Access to Yelp and some applications and sites hosted by AWS and Cloudflare were unreachable between 12:35 and 12:40 p.m. Pacific time on April 1 when Russian ISP Rostelecom leaked illegitimate IP address prefixes to its ISP peers, including Level 3. Such leaks lead to incorrect or less than optimal routing, according to ThousandEyes.

In this case, the leak improperly inserted Rostelecom into the network path between users and the affected providers. Level 3 propagated those improperly advertised routes to its peers, setting off a chain of events that led to massive traffic drops during the outage time.

Update March 31

Looking at data over the past six weeks, ThousandEyes finds that the combined worldwide service outages among ISPs, public cloud providers, conferencing services and edge networks (content-delivery networks, DNS, and security as a service) has risen 42%.

Cloud-provider performance hasn't been affected much at all, and in fact multiple weeks last year had a much higher number of outages.

Week of March 23

Between the week of March 16 and March 23, the outages suffered by ISPs worldwide went down from 230 to 203, nearly 12% lower. In the U.S., the number of outages rose from 100 to 107, up 7%.

Public cloud outages were down both worldwide and in the U.S. Worldwide, they dropped from 21 to 15 (down 28%), and in the U.S. dropped from six to zero. There was a service disruption to Google traffic due to a router failure in Atlanta, it did not meet ThousandEyes’ definition of an outage, and it wasn’t related to COVID-19.

Collaboration applications also showed a decline in outages from the week before, dropping from 15 to six worldwide, and down from seven to three in the U.S., reductions of 60% and 57%, respectively.

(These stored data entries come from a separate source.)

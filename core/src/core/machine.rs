use crate::error::Result;

/// Describes a single input button that a machine accepts.
#[derive(Clone, Debug, PartialEq)]
pub struct InputButton {
    /// Machine-defined button identifier, passed to `set_input()`.
    pub id: u8,
    /// Human-readable name for display/configuration (e.g., "P1 Left", "Coin").
    pub name: String,
}

/// Machine-agnostic interface for emulated systems.
///
/// A [`Board`](crate::board::Board) implements this trait so a host can
/// drive any configured machine without knowing its memory map, devices or
/// video layout.
pub trait Machine {
    /// Native display resolution as (width, height) in pixels.
    fn display_size(&self) -> (u32, u32);

    /// Run one frame of emulation.
    ///
    /// Fails only when the board runs in strict mode and a CPU touched an
    /// unmapped address during the frame.
    fn run_frame(&mut self) -> Result<()>;

    /// Render the last composited frame into an RGB24 pixel buffer.
    ///
    /// The buffer must be at least `width * height * 3` bytes (from `display_size()`).
    /// Pixels are stored left-to-right, top-to-bottom, 3 bytes per pixel (R, G, B).
    fn render_frame(&self, buffer: &mut [u8]);

    /// Handle an input event. `button` is a machine-defined ID from `input_map()`.
    /// `pressed` is true for key-down, false for key-up.
    ///
    /// Each call latches the button state; the board samples the latched
    /// state once at the start of the next frame.
    fn set_input(&mut self, button: u8, pressed: bool);

    /// Get the list of input buttons this machine accepts.
    fn input_map(&self) -> &[InputButton];

    /// Reset the machine to its initial power-on state.
    fn reset(&mut self);

    /// Nominal frame rate in Hz.
    fn frame_rate_hz(&self) -> f64;
}
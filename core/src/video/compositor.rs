use crate::error::{Error, Result};
use crate::memory::Memory;
use crate::video::bitmap::{IndexedBitmap, TRANSPARENT_PEN};
use crate::video::gfx::{GfxId, GfxSet, Placement, draw_gfx};
use crate::video::palette::{Palette, PaletteRamFormat};
use crate::video::sprite::{DrawOrder, SpriteLayer};
use crate::video::tilemap::{TileCell, TileLayer, TilePlane};

/// Handle to a tile layer owned by [`Video`].
#[derive(Clone, Copy, Debug, PartialEq, Eq, Hash)]
pub struct LayerId(pub usize);

/// Compositing step, bottom to top.
#[derive(Clone, Copy, Debug, PartialEq, Eq)]
pub enum Plane {
    Layer(LayerId),
    Sprites,
}

/// A cell redrawn into a layer cache during the last composite.
#[derive(Clone, Copy, Debug, PartialEq, Eq)]
pub struct TileDraw {
    pub layer: LayerId,
    pub cell: usize,
    pub code: u16,
    pub color: u16,
}

#[derive(Clone, Copy, Debug, Default, PartialEq, Eq)]
pub struct CompositeStats {
    pub tiles_redrawn: usize,
    pub sprites_drawn: usize,
    pub full_redraw: bool,
}

/// Render one cell into its layer's cache bitmap.
fn draw_cell(
    layer: &mut TileLayer,
    gfx: &GfxSet,
    palette: &Palette,
    flip: bool,
    cell: usize,
) -> TileCell {
    let tile = layer.cell(cell);
    let (mut col, mut row) = layer.position(cell);
    if flip {
        col = layer.cols() - 1 - col;
        row = layer.rows() - 1 - row;
    }
    let at = Placement {
        code: tile.code,
        color: tile.color,
        flip_x: tile.flip_x != flip,
        flip_y: tile.flip_y != flip,
        x: (col * gfx.width()) as i32,
        y: (row * gfx.height()) as i32,
    };
    let transparency = layer.transparency();
    draw_gfx(&mut layer.bitmap, gfx, palette, &at, transparency, true);
    tile
}

/// Video state of a board: graphics, palette, tile layers, sprites and the
/// output bitmap.
pub struct Video {
    width: usize,
    height: usize,
    palette: Palette,
    palette_ram: Vec<u8>,
    gfx: Vec<GfxSet>,
    layers: Vec<TileLayer>,
    sprites: Option<SpriteLayer>,
    planes: Vec<Plane>,
    background: u16,
    flip: bool,
    sprite_order: DrawOrder,
    invalidated: bool,
    frame: IndexedBitmap,
    draws: Vec<TileDraw>,
}

impl Video {
    pub fn new(width: usize, height: usize, palette: Palette) -> Self {
        Self {
            width,
            height,
            palette,
            palette_ram: Vec::new(),
            gfx: Vec::new(),
            layers: Vec::new(),
            sprites: None,
            planes: Vec::new(),
            background: 0,
            flip: false,
            sprite_order: DrawOrder::default(),
            invalidated: false,
            frame: IndexedBitmap::new(width, height),
            draws: Vec::new(),
        }
    }

    pub fn width(&self) -> usize {
        self.width
    }

    pub fn height(&self) -> usize {
        self.height
    }

    pub fn palette(&self) -> &Palette {
        &self.palette
    }

    pub fn add_gfx(&mut self, set: GfxSet) -> GfxId {
        self.gfx.push(set);
        GfxId(self.gfx.len() - 1)
    }

    pub fn gfx(&self, id: GfxId) -> Option<&GfxSet> {
        self.gfx.get(id.0)
    }

    /// Register a tile layer and append it to the plane order.
    pub fn add_layer(&mut self, mut layer: TileLayer) -> Result<LayerId> {
        let gfx = self
            .gfx
            .get(layer.gfx().0)
            .ok_or(Error::UnknownGfx(layer.gfx().0))?;
        layer.bitmap = IndexedBitmap::new(layer.cols() * gfx.width(), layer.rows() * gfx.height());
        // Bring the cache in line with the (zeroed) tile RAM without
        // counting it as a redraw.
        for cell in 0..layer.cells() {
            draw_cell(&mut layer, gfx, &self.palette, self.flip, cell);
        }
        let id = LayerId(self.layers.len());
        log::debug!(
            "tile layer \"{}\": {}x{} cells",
            layer.name(),
            layer.cols(),
            layer.rows()
        );
        self.layers.push(layer);
        self.planes.push(Plane::Layer(id));
        Ok(id)
    }

    /// Install the sprite plane on top of the layers added so far.
    pub fn set_sprites(&mut self, sprites: SpriteLayer) -> Result<()> {
        if self.gfx.get(sprites.gfx.0).is_none() {
            return Err(Error::UnknownGfx(sprites.gfx.0));
        }
        self.sprites = Some(sprites);
        self.planes.retain(|p| *p != Plane::Sprites);
        self.planes.push(Plane::Sprites);
        Ok(())
    }

    /// Replace the compositing order.
    pub fn set_planes(&mut self, planes: Vec<Plane>) {
        self.planes = planes;
    }

    pub fn planes(&self) -> &[Plane] {
        &self.planes
    }

    pub fn set_background(&mut self, pen: u16) {
        self.background = pen;
    }

    pub fn layer(&self, id: LayerId) -> Result<&TileLayer> {
        self.layers.get(id.0).ok_or(Error::UnknownLayer(id.0))
    }

    pub fn layer_mut(&mut self, id: LayerId) -> Result<&mut TileLayer> {
        self.layers.get_mut(id.0).ok_or(Error::UnknownLayer(id.0))
    }

    pub fn layer_count(&self) -> usize {
        self.layers.len()
    }

    pub fn read_tile_ram(&self, layer: LayerId, plane: TilePlane, offset: usize) -> u8 {
        self.layers
            .get(layer.0)
            .map_or(0xFF, |l| l.read(plane, offset))
    }

    pub fn write_tile_ram(&mut self, layer: LayerId, plane: TilePlane, offset: usize, value: u8) {
        if let Some(l) = self.layers.get_mut(layer.0) {
            l.write(plane, offset, value);
        }
    }

    pub fn read_palette_ram(&self, offset: usize) -> u8 {
        self.palette_ram.get(offset).copied().unwrap_or(0)
    }

    /// Store a palette RAM byte and recolour pen `offset`. A colour change
    /// invalidates every layer cache.
    pub fn write_palette_ram(&mut self, format: PaletteRamFormat, offset: usize, value: u8) {
        if self.palette_ram.len() <= offset {
            self.palette_ram.resize(offset + 1, 0);
        }
        self.palette_ram[offset] = value;
        if self.palette.set_color(offset, format.decode(value)) {
            self.invalidated = true;
        }
    }

    pub fn flipped(&self) -> bool {
        self.flip
    }

    pub fn set_flip(&mut self, flip: bool) {
        if self.flip != flip {
            self.flip = flip;
            self.invalidated = true;
        }
    }

    pub fn sprite_order(&self) -> DrawOrder {
        self.sprite_order
    }

    pub fn set_sprite_order(&mut self, order: DrawOrder) {
        self.sprite_order = order;
    }

    /// Force every cell of every layer to be redrawn at the next composite.
    pub fn invalidate_all(&mut self) {
        self.invalidated = true;
    }

    pub fn frame(&self) -> &IndexedBitmap {
        &self.frame
    }

    /// Cells redrawn by the most recent composite, in redraw order.
    pub fn last_draws(&self) -> &[TileDraw] {
        &self.draws
    }

    pub fn render_rgb24(&self, buffer: &mut [u8]) {
        self.frame.to_rgb24(&self.palette, buffer);
    }

    /// Bring layer caches up to date and build the output frame.
    pub fn composite(&mut self, memory: &Memory, force: bool) -> CompositeStats {
        let full = force || self.invalidated;
        self.invalidated = false;
        self.draws.clear();

        for (index, layer) in self.layers.iter_mut().enumerate() {
            if full {
                layer.cache.mark_all();
            }
            let Some(gfx) = self.gfx.get(layer.gfx().0) else {
                continue;
            };
            for cell in layer.cache.take_dirty() {
                let tile = draw_cell(layer, gfx, &self.palette, self.flip, cell);
                self.draws.push(TileDraw {
                    layer: LayerId(index),
                    cell,
                    code: tile.code,
                    color: tile.color,
                });
            }
        }

        self.frame.fill(self.background);
        let mut sprites_drawn = 0;
        for plane in self.planes.clone() {
            match plane {
                Plane::Layer(id) => self.copy_layer(id),
                Plane::Sprites => sprites_drawn = self.draw_sprites(memory),
            }
        }

        CompositeStats {
            tiles_redrawn: self.draws.len(),
            sprites_drawn,
            full_redraw: full,
        }
    }

    fn copy_layer(&mut self, id: LayerId) {
        let Some(layer) = self.layers.get(id.0) else {
            return;
        };
        let src = &layer.bitmap;
        if !layer.enabled() || src.width() == 0 || src.height() == 0 {
            return;
        }
        // The cached bitmap is mirrored as a whole under flip, so the visible
        // window sits at the far edge of the layer.
        let (mut sx, mut sy) = layer.scroll();
        if self.flip {
            sx = src.width() as i32 - self.width as i32 - sx;
            sy = src.height() as i32 - self.height as i32 - sy;
        }
        for y in 0..self.height {
            let src_y = (y as i32 + sy).rem_euclid(src.height() as i32) as usize;
            for x in 0..self.width {
                let src_x = (x as i32 + sx).rem_euclid(src.width() as i32) as usize;
                let pen = src.get(src_x, src_y);
                if pen != TRANSPARENT_PEN {
                    self.frame.set(x, y, pen);
                }
            }
        }
    }

    fn draw_sprites(&mut self, memory: &Memory) -> usize {
        let Some(layer) = self.sprites else {
            return 0;
        };
        let Some(gfx) = self.gfx.get(layer.gfx.0) else {
            return 0;
        };
        let Some(block) = memory.block(layer.block) else {
            return 0;
        };
        let ram = block.as_slice().get(layer.offset..).unwrap_or(&[]);
        let count = layer.format.count;
        let order: Box<dyn Iterator<Item = usize>> = match self.sprite_order {
            DrawOrder::FrontToBack => Box::new((0..count).rev()),
            DrawOrder::BackToFront => Box::new(0..count),
        };
        for index in order {
            let sprite = layer.format.decode(ram, index);
            let mut at = Placement {
                code: sprite.code,
                color: sprite.color,
                flip_x: sprite.flip_x,
                flip_y: sprite.flip_y,
                x: sprite.x,
                y: sprite.y,
            };
            if self.flip {
                at.x = self.width as i32 - gfx.width() as i32 - at.x;
                at.y = self.height as i32 - gfx.height() as i32 - at.y;
                at.flip_x = !at.flip_x;
                at.flip_y = !at.flip_y;
            }
            let transparency = layer.transparency;
            draw_gfx(&mut self.frame, gfx, &self.palette, &at, transparency, false);
        }
        count
    }

    /// Power-on state: tile RAM cleared, palette restored, flip off.
    pub fn reset(&mut self) {
        for layer in &mut self.layers {
            layer.reset();
        }
        self.palette.reset();
        self.palette_ram.fill(0);
        self.flip = false;
        self.sprite_order = DrawOrder::default();
        self.invalidated = true;
        self.draws.clear();
        self.frame.fill(self.background);
    }
}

ThousandEyes highlighted what it considered significant outages:

  • “Cogent Communications suffered yet another significant outage this week — its fifth major outage this month. The outage occurred within parts of Cogent’s network in Northern California and Oregon and impacted users connecting to sites and services in those regions, including projectbaseline.com, the website of Verily’s much-publicized COVID-19 testing program.”
  • ”For approximately 20 minutes on March 25th, ThousandEyes observed that some users located on the East Coast may not have been able to reach Google services due to 100% traffic loss. A short time later, Google’s SVP of Engineering tweeted that the incident was due to a router failure in Atlanta, Georgia. US users outside of the Northeast were also impacted intermittently, although they would have experienced the incident as site errors when trying to reach some Google sites, such as google.com. The HTTP server errors seen during this period are consistent with an inability to reach the backend systems necessary to correctly load various services. Any traffic traversing the affected region — connecting from Google’s front-end servers to backend services — may have been impacted and seen the resulting server errors.”

With the increased use of remote-access VPNs, major carriers are reporting dramatic increases in their network traffic – with Verizon reporting a 20% week-over-week increase, and Vodafone reporting an increase of 50%.

While there has been no corresponding spike in outages in service provider networks, over the past six weeks there has been a steady increase in outages across multiple provider types both worldwide and in the U.S., all according to ThousandEyes, which keeps track of internet and cloud traffic.